Go over the listing below line by line, and return each one holding the string "reason".

# [Material for this exercise]
────────────────────

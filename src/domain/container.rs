use std::fmt;

/// Live state of a container as reported by the runtime. Never cached.
#[derive(Debug, Clone, Copy, PartialEq, Eq)]
pub enum ServiceState {
    Running,
    Stopped,
    Absent,
}

impl fmt::Display for ServiceState {
    fn fmt(&self, f: &mut fmt::Formatter<'_>) -> fmt::Result {
        match self {
            Self::Running => write!(f, "running"),
            Self::Stopped => write!(f, "stopped"),
            Self::Absent => write!(f, "absent"),
        }
    }
}

#[derive(Debug, Clone, PartialEq, Eq)]
pub struct Container {
    pub name: String,
    pub state: ServiceState,
    pub image: Option<String>,
}

impl Container {
    pub fn new(name: impl Into<String>, state: ServiceState) -> Self {
        Self {
            name: name.into(),
            state,
            image: None,
        }
    }

    pub fn absent(name: impl Into<String>) -> Self {
        Self::new(name, ServiceState::Absent)
    }

    pub fn with_image(mut self, image: impl Into<String>) -> Self {
        self.image = Some(image.into());
        self
    }
}
use std::path::PathBuf;
use thiserror::Error;

pub type Result<T, E = Error> = std::result::Result<T, E>;

/// Errors produced by the catalog, reconciler and lifecycle layers.
#[derive(Error, Debug)]
pub enum Error {
    /// Identifier is not part of the catalog.
    #[error("unknown service '{0}'")]
    UnknownService(String),

    /// The runtime has no container with this name.
    #[error("'{0}' is not known to the container runtime")]
    NotFound(String),

    /// The runtime binary is missing or its daemon does not answer.
    #[error("container runtime unavailable: {0}")]
    RuntimeUnavailable(String),

    #[error("failed to generate {what} for {service}: {reason}")]
    GenerationFailure {
        service: String,
        what: String,
        reason: String,
    },

    /// A single-target operation received several targets.
    #[error("expected exactly one service, got {0}")]
    AmbiguousSelection(usize),

    #[error("runtime command failed with status {}: {output}", display_code(*code))]
    ExternalCommandFailure { code: Option<i32>, output: String },

    #[error("I/O error on {path:?}: {source}")]
    Io {
        path: PathBuf,
        #[source]
        source: std::io::Error,
    },

    #[error("manifest serialization: {0}")]
    Manifest(#[from] serde_yml::Error),
}

impl Error {
    pub fn io(path: impl Into<PathBuf>, source: std::io::Error) -> Self {
        Self::Io {
            path: path.into(),
            source,
        }
    }

    pub fn generation(
        service: impl Into<String>,
        what: impl Into<String>,
        reason: impl std::fmt::Display,
    ) -> Self {
        Self::GenerationFailure {
            service: service.into(),
            what: what.into(),
            reason: reason.to_string(),
        }
    }
}

fn display_code(code: Option<i32>) -> String {
    match code {
        Some(code) => code.to_string(),
        None => "signal".to_string(),
    }
}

────────────────────

# [Written answer]
    #[error("failed to generate {what} for {service}: {reason}")]
        reason: String,
        reason: impl std::fmt::Display,
            reason: reason.to_string(),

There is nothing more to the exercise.